Les femmes immigrantes et non immigrantes ont les mêmes droits en ce qui concerne la protection contre la violence, les soins de santé aux victimes et l’accès aux centres d’accueil. Des campagnes de lutte contre la traite ont été menées en coopération avec les pays limitrophes. Comme le pays est très petit, les femmes qui sont disposées à témoigner contre leurs agresseurs doivent pouvoir bénéficier, à l’étranger, de programmes de protection des témoins, afin d’échapper aux représailles. Le problème est rendu encore plus ardu du fait que les trafiquants d’êtres humains confisquent souvent les passeports de leurs victimes; néanmoins, dans ce type de crime, les gouvernements des autres pays sont prêts à coopérer. En outre, le Gouvernement, en collaboration avec les gouvernements voisins et des ONG, s’emploie avec des pays d’Afrique et de l’ancienne Union soviétique à informer les femmes des risques de traite afin qu’elles ne soient pas induites en erreur par des promesses d’emploi lucratif au Luxembourg. Dans les zones à forte concentration d’étrangers, il y a des interprètes dans les commissariats de police pour informer les femmes de la législation sur la violence à l’égard des femmes.

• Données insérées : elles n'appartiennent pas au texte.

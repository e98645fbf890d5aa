//! Level sources — where level configs come from.
//!
//! The engine treats level data as an external collaborator behind the
//! `LevelSource` trait: the host may hand it raw JSON fetched per level
//! (`JsonLevels`) or fall back to the three stock levels
//! (`BuiltinLevels`).

use std::collections::HashMap;

use whackdown_core::enums::EnemyColor::{self, Blue, Green, Red};
use whackdown_core::level::{EnemySpawn, LevelConfig, LevelLoadError};

/// Provides level configs keyed by level number (1-based).
pub trait LevelSource {
    fn load(&self, level: u32) -> Result<LevelConfig, LevelLoadError>;

    /// Highest available level number. Level progression clamps here.
    fn max_level(&self) -> u32;
}

/// Levels from raw JSON documents, parsed lazily so malformed data
/// surfaces as a load failure rather than a construction failure.
#[derive(Debug, Clone, Default)]
pub struct JsonLevels {
    raw: HashMap<u32, String>,
}

impl JsonLevels {
    pub fn new() -> Self {
        Self::default()
    }

    pub fn insert(&mut self, level: u32, json: impl Into<String>) {
        self.raw.insert(level, json.into());
    }
}

impl LevelSource for JsonLevels {
    fn load(&self, level: u32) -> Result<LevelConfig, LevelLoadError> {
        let json = self
            .raw
            .get(&level)
            .ok_or(LevelLoadError::UnknownLevel(level))?;
        Ok(LevelConfig::from_json(json)?)
    }

    fn max_level(&self) -> u32 {
        self.raw.keys().copied().max().unwrap_or(0)
    }
}

/// The three stock levels with escalating enemy counts and speeds.
#[derive(Debug, Clone, Copy, Default)]
pub struct BuiltinLevels;

impl LevelSource for BuiltinLevels {
    fn load(&self, level: u32) -> Result<LevelConfig, LevelLoadError> {
        match level {
            1 => Ok(build_level_1()),
            2 => Ok(build_level_2()),
            3 => Ok(build_level_3()),
            other => Err(LevelLoadError::UnknownLevel(other)),
        }
    }

    fn max_level(&self) -> u32 {
        3
    }
}

fn spawn(x: f64, y: f64, speed: f64, color: EnemyColor) -> EnemySpawn {
    EnemySpawn {
        x,
        y,
        speed,
        color: Some(color),
    }
}

/// Level 1: 5 slow enemies, generous 60s limit.
fn build_level_1() -> LevelConfig {
    LevelConfig {
        enemies: vec![
            spawn(160.0, 120.0, 100.0, Red),
            spawn(560.0, 300.0, 110.0, Green),
            spawn(900.0, 150.0, 100.0, Blue),
            spawn(320.0, 480.0, 120.0, Green),
            spawn(1000.0, 500.0, 110.0, Red),
        ],
        time_limit: 60.0,
    }
}

/// Level 2: 8 enemies, faster, 50s limit.
fn build_level_2() -> LevelConfig {
    LevelConfig {
        enemies: vec![
            spawn(120.0, 100.0, 140.0, Red),
            spawn(400.0, 220.0, 150.0, Green),
            spawn(700.0, 120.0, 140.0, Blue),
            spawn(980.0, 260.0, 160.0, Red),
            spawn(200.0, 440.0, 150.0, Blue),
            spawn(520.0, 520.0, 170.0, Green),
            spawn(820.0, 460.0, 160.0, Red),
            spawn(1100.0, 560.0, 180.0, Blue),
        ],
        time_limit: 50.0,
    }
}

/// Level 3: 12 fast enemies, tight 45s limit.
fn build_level_3() -> LevelConfig {
    LevelConfig {
        enemies: vec![
            spawn(100.0, 90.0, 180.0, Red),
            spawn(300.0, 180.0, 190.0, Green),
            spawn(520.0, 90.0, 200.0, Blue),
            spawn(740.0, 200.0, 190.0, Red),
            spawn(960.0, 110.0, 210.0, Green),
            spawn(1140.0, 240.0, 200.0, Blue),
            spawn(160.0, 400.0, 210.0, Blue),
            spawn(380.0, 500.0, 220.0, Red),
            spawn(600.0, 420.0, 200.0, Green),
            spawn(820.0, 540.0, 230.0, Blue),
            spawn(1020.0, 440.0, 220.0, Green),
            spawn(1160.0, 560.0, 240.0, Red),
        ],
        time_limit: 45.0,
    }
}
#[cfg(test)]
mod tests {
    use rand::SeedableRng;
    use rand_chacha::ChaCha8Rng;

    use whackdown_core::constants::{BOOSTER_TIME_SECS, COLOR_ROTATION_INTERVAL_MS};
    use whackdown_core::enums::EnemyColor;

    use crate::countdown::Countdown;
    use crate::eligibility::{AnyClick, ColorMatch, KillPolicy};
    use crate::rotation::{pick_target, RotationTimer};
    use crate::scoring::star_rating;

    // ---- Countdown ----

    #[test]
    fn test_countdown_decrements_by_delta() {
        let mut clock = Countdown::new(60.0);
        assert!(!clock.advance(0.5));
        assert!((clock.remaining_secs() - 59.5).abs() < 1e-10);
        assert!(!clock.advance(1.5));
        assert!((clock.remaining_secs() - 58.0).abs() < 1e-10);
        assert!((clock.time_used() - 2.0).abs() < 1e-10);
    }

    #[test]
    fn test_countdown_clamps_at_zero() {
        let mut clock = Countdown::new(10.0);
        assert!(clock.advance(15.0), "Overshooting should report expiry");
        assert_eq!(clock.remaining_secs(), 0.0);

        // Stays clamped, never goes negative.
        assert!(clock.advance(5.0));
        assert_eq!(clock.remaining_secs(), 0.0);
    }

    #[test]
    fn test_countdown_exact_expiry() {
        let mut clock = Countdown::new(10.0);
        assert!(clock.advance(10.0));
        assert_eq!(clock.remaining_secs(), 0.0);
    }

    #[test]
    fn test_booster_applied_once_and_capped() {
        let mut clock = Countdown::new(100.0);
        clock.advance(40.0);

        assert!(clock.apply_booster());
        assert!(
            (clock.remaining_secs() - (60.0 + BOOSTER_TIME_SECS)).abs() < 1e-10,
            "Booster should add the fixed bonus"
        );

        // Second application is a no-op: value unchanged.
        let before = clock.remaining_secs();
        assert!(!clock.apply_booster());
        assert_eq!(clock.remaining_secs(), before);
    }

    #[test]
    fn test_booster_caps_at_limit() {
        let mut clock = Countdown::new(20.0);
        clock.advance(5.0);
        assert!(clock.apply_booster());
        assert_eq!(
            clock.remaining_secs(),
            20.0,
            "Booster should cap at the level time limit"
        );
    }

    #[test]
    fn test_penalty_floors_at_zero() {
        let mut clock = Countdown::new(30.0);
        clock.advance(29.0);
        clock.penalize(5.0);
        assert_eq!(clock.remaining_secs(), 0.0);
    }

    #[test]
    fn test_progress_clamped() {
        let mut clock = Countdown::new(50.0);
        assert!((clock.progress() - 1.0).abs() < 1e-10);
        clock.advance(25.0);
        assert!((clock.progress() - 0.5).abs() < 1e-10);
        clock.advance(100.0);
        assert_eq!(clock.progress(), 0.0);
    }

    // ---- Star rating ----

    /// Reference table: limit 100, thresholds 0.3 / 0.6.
    #[test]
    fn test_star_rating_thresholds() {
        assert_eq!(star_rating(20.0, 100.0), 3);
        assert_eq!(star_rating(50.0, 100.0), 2);
        assert_eq!(star_rating(90.0, 100.0), 1);
    }

    #[test]
    fn test_star_rating_boundaries_are_exclusive() {
        // Exactly on a threshold earns the lower rating.
        assert_eq!(star_rating(30.0, 100.0), 2);
        assert_eq!(star_rating(60.0, 100.0), 1);
    }

    // ---- Rotation ----

    #[test]
    fn test_rotation_due_at_interval() {
        let mut timer = RotationTimer::new();
        assert!(!timer.advance(COLOR_ROTATION_INTERVAL_MS - 1.0));
        assert!(timer.advance(1.0), "Interval reached, rotation due");
        // Accumulator reset: another full interval needed.
        assert!(!timer.advance(COLOR_ROTATION_INTERVAL_MS / 2.0));
        assert!((timer.progress() - 0.5).abs() < 1e-10);
    }

    #[test]
    fn test_rotation_progress_starts_at_zero() {
        let timer = RotationTimer::new();
        assert_eq!(timer.progress(), 0.0);
    }

    #[test]
    fn test_pick_target_respects_living_set() {
        let mut rng = ChaCha8Rng::seed_from_u64(7);
        let living = vec![EnemyColor::Red, EnemyColor::Blue];

        for _ in 0..50 {
            let picked = pick_target(&living, &mut rng).unwrap();
            assert!(
                living.contains(&picked),
                "Target must be a color with living holders, got {picked:?}"
            );
        }
    }

    #[test]
    fn test_pick_target_empty_set_skips() {
        let mut rng = ChaCha8Rng::seed_from_u64(7);
        assert_eq!(pick_target(&[], &mut rng), None);
    }

    #[test]
    fn test_pick_target_deterministic_with_seed() {
        let living = vec![EnemyColor::Red, EnemyColor::Green, EnemyColor::Blue];
        let mut rng_a = ChaCha8Rng::seed_from_u64(99);
        let mut rng_b = ChaCha8Rng::seed_from_u64(99);
        for _ in 0..20 {
            assert_eq!(
                pick_target(&living, &mut rng_a),
                pick_target(&living, &mut rng_b)
            );
        }
    }

    // ---- Eligibility ----

    #[test]
    fn test_any_click_always_kills() {
        for color in [EnemyColor::Red, EnemyColor::Green, EnemyColor::Blue] {
            assert!(AnyClick.should_kill(color));
        }
    }

    #[test]
    fn test_color_match_kills_target_only() {
        let policy = ColorMatch {
            target: EnemyColor::Red,
        };
        assert!(policy.should_kill(EnemyColor::Red));
        assert!(!policy.should_kill(EnemyColor::Green));
        assert!(!policy.should_kill(EnemyColor::Blue));
    }
}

M me Klein (Luxembourg) dit qu’elle vient de recevoir de nouvelles statistiques de la police luxembourgeoise; en 2007, il y a eu 27 viols, 12 cas d’attentat à la pudeur et 6 cas d’exhibitionnisme.

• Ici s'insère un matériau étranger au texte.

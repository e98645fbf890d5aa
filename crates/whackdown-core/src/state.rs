//! Game state snapshot — the complete visible state sent to the
//! presentation layer each tick.

use serde::{Deserialize, Serialize};

use crate::enums::{EnemyColor, GameMode, GamePhase};
use crate::events::{Alert, AudioEvent};

/// Complete game state broadcast to the presentation layer after each tick.
#[derive(Debug, Clone, Default, Serialize, Deserialize)]
pub struct GameStateSnapshot {
    pub phase: GamePhase,
    pub mode: GameMode,
    /// Current level number (1-based).
    pub level: u32,
    /// Remaining countdown (seconds, clamped to `[0, time_limit_secs]`).
    pub remaining_secs: f64,
    /// The level's time limit (seconds).
    pub time_limit_secs: f64,
    /// Normalized remaining time, clamped to `[0, 1]`.
    pub time_progress: f64,
    pub enemies_killed: u32,
    pub enemies_total: u32,
    /// Whether the one-shot booster can still be used this level.
    pub booster_available: bool,
    /// Hard mode: the color that currently kills.
    pub target_color: Option<EnemyColor>,
    /// Hard mode: normalized progress toward the next rotation, `[0, 1]`.
    pub rotation_progress: f64,
    /// False once the loop has stopped; no further clock or movement
    /// computation happens until the next game start.
    pub ticker_running: bool,
    /// Set when the level has ended.
    pub outcome: Option<LevelOutcome>,
    pub enemies: Vec<EnemyView>,
    pub audio_events: Vec<AudioEvent>,
    pub alerts: Vec<Alert>,
}

/// End-of-level result for the win/lose screens.
#[derive(Debug, Clone, Copy, PartialEq, Eq, Serialize, Deserialize)]
pub struct LevelOutcome {
    pub won: bool,
    /// Stars earned, 0 on a loss and 1..=3 on a win.
    pub stars: u8,
}

/// A visible enemy on the playfield.
#[derive(Debug, Clone, Serialize, Deserialize)]
pub struct EnemyView {
    pub enemy_id: u32,
    pub x: f64,
    pub y: f64,
    pub color: EnemyColor,
    pub alive: bool,
    /// Whether a click on this enemy will be routed to the engine.
    pub clickable: bool,
    /// Whether the terminal death animation is still showing.
    pub death_anim_visible: bool,
}
//! Fundamental geometric types for the 2D playfield.

use glam::DVec2;
use serde::{Deserialize, Serialize};

/// 2D position on the playfield (pixels, origin at top-left).
#[derive(Debug, Clone, Copy, Default, PartialEq, Serialize, Deserialize)]
pub struct Position {
    pub x: f64,
    pub y: f64,
}

/// 2D velocity (pixels per second).
#[derive(Debug, Clone, Copy, Default, PartialEq, Serialize, Deserialize)]
pub struct Velocity {
    pub x: f64,
    pub y: f64,
}

impl Position {
    pub fn new(x: f64, y: f64) -> Self {
        Self { x, y }
    }
}

impl Velocity {
    pub fn new(x: f64, y: f64) -> Self {
        Self { x, y }
    }

    /// Velocity with the given speed magnitude along a direction angle
    /// (radians, 0 = rightward, counter-clockwise).
    pub fn from_angle(angle: f64, speed: f64) -> Self {
        let dir = DVec2::from_angle(angle);
        Self {
            x: dir.x * speed,
            y: dir.y * speed,
        }
    }

    /// Speed magnitude (pixels per second).
    pub fn speed(&self) -> f64 {
        (self.x * self.x + self.y * self.y).sqrt()
    }
}
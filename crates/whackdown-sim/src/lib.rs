//! Game engine for WHACKDOWN.
//!
//! Owns the hecs ECS world, processes player commands at tick boundaries,
//! runs the countdown and movement systems, and produces
//! `GameStateSnapshot`s for the presentation layer. Completely headless
//! (no renderer dependency), enabling deterministic testing.

pub mod deferred;
pub mod engine;
pub mod levels;
pub mod roster;
pub mod systems;

pub use engine::{GameConfig, GameEngine};
pub use whackdown_core as core;
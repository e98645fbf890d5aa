//! Game constants and tuning parameters.

use crate::enums::EnemyColor;

// --- Playfield ---

/// Playfield width in pixels.
pub const PLAYFIELD_WIDTH: f64 = 1280.0;

/// Playfield height in pixels.
pub const PLAYFIELD_HEIGHT: f64 = 720.0;

/// Enemy sprite width in pixels (scaled).
pub const ENEMY_WIDTH: f64 = 96.0;

/// Enemy sprite height in pixels (scaled).
pub const ENEMY_HEIGHT: f64 = 96.0;

// --- Countdown ---

/// Time added by the one-shot booster (seconds).
pub const BOOSTER_TIME_SECS: f64 = 15.0;

/// Time subtracted for a wrong-color click in hard mode (seconds).
pub const WRONG_CLICK_PENALTY_SECS: f64 = 2.0;

// --- Star rating ---

/// Finish below this fraction of the time limit for 3 stars.
pub const STAR_3_THRESHOLD: f64 = 0.3;

/// Finish below this fraction of the time limit for 2 stars.
pub const STAR_2_THRESHOLD: f64 = 0.6;

// --- Hard mode ---

/// Interval between target color rotations (milliseconds).
pub const COLOR_ROTATION_INTERVAL_MS: f64 = 3000.0;

/// Color assigned to every enemy in normal mode, where color is cosmetic.
pub const NORMAL_MODE_COLOR: EnemyColor = EnemyColor::Green;

// --- Deferred actions ---

/// Delay before a killed enemy's death animation is hidden (milliseconds).
pub const DEATH_ANIM_HIDE_MS: f64 = 600.0;

/// Delay between winning and stopping the ticker, so the final visual
/// update still renders (milliseconds).
pub const WIN_TICKER_STOP_DELAY_MS: f64 = 1000.0;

Cinq ans après l’adoption de la Loi sur la violence domestique, ses effets commencent à être ressentis par la population dans son ensemble. En vertu de cette loi, un auteur de violences familiales peut être interdit de séjour au domicile familial pendant une période de 12 jours, renouvelable jusqu’à une période maximale de 3 mois. La Loi prend en compte les circonstances aggravantes et prévoit des sanctions plus graves en cas de meurtre, par exemple. En 2007, il y a eu 431 interventions policières et 4 cas de violence familiale avec meurtre; des poursuites ont été engagées contre les auteurs. Après une intervention, la police fait un rapport au Ministère public, qui peut décider d’expulser l’auteur du domicile familial; les expulsions sont plus efficaces que les décisions de protection, qui exigent une longue procédure et sont donc rarement demandées.

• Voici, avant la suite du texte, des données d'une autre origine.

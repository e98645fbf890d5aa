//! Systems that operate on the game world each tick.
//!
//! Systems are pure functions that take `&mut World` (or `&World` for
//! read-only). They do not own state — all state lives in components.

pub mod movement;
pub mod snapshot;
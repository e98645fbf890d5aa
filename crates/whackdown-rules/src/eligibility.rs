//! Kill-eligibility policy.
//!
//! A capability interface evaluated against a clicked enemy's color:
//! the engine kills when `should_kill` holds and applies the wrong-click
//! penalty otherwise.

use whackdown_core::enums::EnemyColor;

/// Decides whether a click on an enemy of the given color kills it.
pub trait KillPolicy {
    fn should_kill(&self, color: EnemyColor) -> bool;
}

/// Normal mode: any click kills; color is cosmetic.
pub struct AnyClick;

impl KillPolicy for AnyClick {
    fn should_kill(&self, _color: EnemyColor) -> bool {
        true
    }
}

/// Hard mode: only the current target color kills.
pub struct ColorMatch {
    pub target: EnemyColor,
}

impl KillPolicy for ColorMatch {
    fn should_kill(&self, color: EnemyColor) -> bool {
        color == self.target
    }
}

Le Ministère de la Justice, la police, le Ministère public et les ONG coopèrent de manière efficace dans l’effort de lutte contre la violence familiale; des plaintes contre la police ont été enregistrées dans moins de 2% des cas. Des formations dans ce domaine mises en place par le Gouvernement à l’intention des policiers existent depuis longtemps et donnent de bons résultats; il est plus difficile de former des juges et des médecins mais des mesures récentes ont été prises dans ce sens. Les autorités compétentes reçoivent actuellement une formation au traitement du syndrome de stress post-traumatique. La police donne aux victimes les numéros de téléphone de services d’assistance, notamment ceux qui s’adressent aux enfants des auteurs de viol et aux femmes victimes de traite, qui plus tard contactent directement les victimes.

Le Gouvernement a passé des contrats avec des ONG pour les services d’aide aux victimes, notamment les centres d’accueil. Ce sont souvent des femmes âgées qui, après de nombreuses années de mauvais traitements, décident de quitter leurs maris pour se rendre dans des centres d’accueil; en général, les femmes plus jeunes ne vont dans les centres d’accueil que lors d’une situation de crise; habituellement, ce sont les voisins, plutôt que la victime elle-même, qui appellent la police. Le prochain rapport présentera des statistiques sur le nombre de victimes qui sont retournées vers leurs agresseurs.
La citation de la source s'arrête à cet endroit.